Adding in the accumulated storage from both Oroville and San Luis reservoirs on the SWP side and it is easily to conclude that California’s surface water storage is in fine shape.  Oroville Reservoir alone for example, has over 3.5 MAF in storage (almost 1.1 MAF more than its long-term average for this date).

From rapid snowmelt runoff, river flows have declined equally quickly.

Sacramento River inflows to the delta have declined from over 43,000 cfs at the beginning of the month to just 13,000 cfs yesterday, as measured at Freeport.  San Joaquin River inflows to the delta measured at Vernalis have declined from over 27,000 cfs on June 1st to just over 10,000 cfs yesterday.  Total delta inflow has dropped to approximately a third from the outset of June, from over 75,000 cfs to 26,000 cfs yesterday.  And yet despite such a robust hydrologic water year, total delta exports from the pumps have declined from over 10,000 cfs on June 1st to about 3,800 cfs yesterday.

This year’s bounty, however, has raised issues, or rather, reminded us of the long-standing chronic problems that have regularly plagued the State despite decades of political and inter-departmental wrangling.

For the CVP alone, total reservoir “spills” due to regulatory mandates exceeded 845,000 acre-feet (AF) this WY.  This is no insignificant amount, easily surpassing the “dedicated Project Yield” allocation under the reauthorized CVP over 30-years ago under §3406(b)(2) of the CVPIA or simply, “b2” water.

Just consider that for a moment …

More water was “spilled” this WY due to reservoir flood encroachment than what the State allocates from total federal annual yield for dedicated environmental purposes.  This water was lost to the Pacific Ocean during times of notable excess.

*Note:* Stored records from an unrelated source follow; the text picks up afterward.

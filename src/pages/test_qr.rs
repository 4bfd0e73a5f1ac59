//! Test QR page: check-out-style scan URL with literal sample field values

use axum::{http::HeaderMap, response::Html};

use crate::{
    error::AppResult,
    pages::{escape_html, layout, request_origin},
    services::qr,
};

pub async fn test_qr(headers: HeaderMap) -> AppResult<Html<String>> {
    let origin = request_origin(&headers);
    let scan_url = qr::sample_scan_url(&origin)?;
    let svg = qr::render_svg(&scan_url, qr::QR_SIZE)?;

    let body = format!(
        r#"<h1>Test QR Code</h1>
<div class="qr">{svg}</div>
<p class="lead">Scan this QR code to test the check-out intake flow.</p>
<p class="center"><code>{url}</code></p>
<p class="center"><a class="button" href="/">Back to Home</a></p>
"#,
        svg = svg,
        url = escape_html(&scan_url)
    );
    Ok(Html(layout("Test QR Code", &body)))
}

What makes this year’s “spilling” perturbing is that it occurred exclusively from one of the smallest CVP reservoirs draining the most prodigious runoff generating watershed in the system: Folsom Reservoir and the upper American River basin.  Ever since Auburn Dam was cancelled, the American River basin desperately required a new terminal reservoir to help Folsom Reservoir manage the anticipated annual unimpaired inflow of the draining catchment.  Without such supplemental storage, however, Folsom Reservoir is forced to “spill” more than any other CVP reservoir.  We monitored all CVP reservoirs daily; no other reservoir “spilled” this entire water year.

Did we really “need” the 845,000 acre-feet (AF) this year?  Arguably not, but for a State that prides itself on diligent water use and aggressively pushing compliance for all water wasters, such wastage is disconcerting, if not embarrassingly hypocritical.

Unfortunately, new storage decisions have long been based on reasons other than direct hydrologic need and rationale.  The only CVP reservoir and its draining catchment that consistently demonstrates a need for additional storage was overlooked in favor for a new proposed reservoir that did not “spill” this entire water year.

Hydrologically, the remainder of the summer will likely (and hopefully …) proceed uneventfully insofar as reservoir operations are concerned.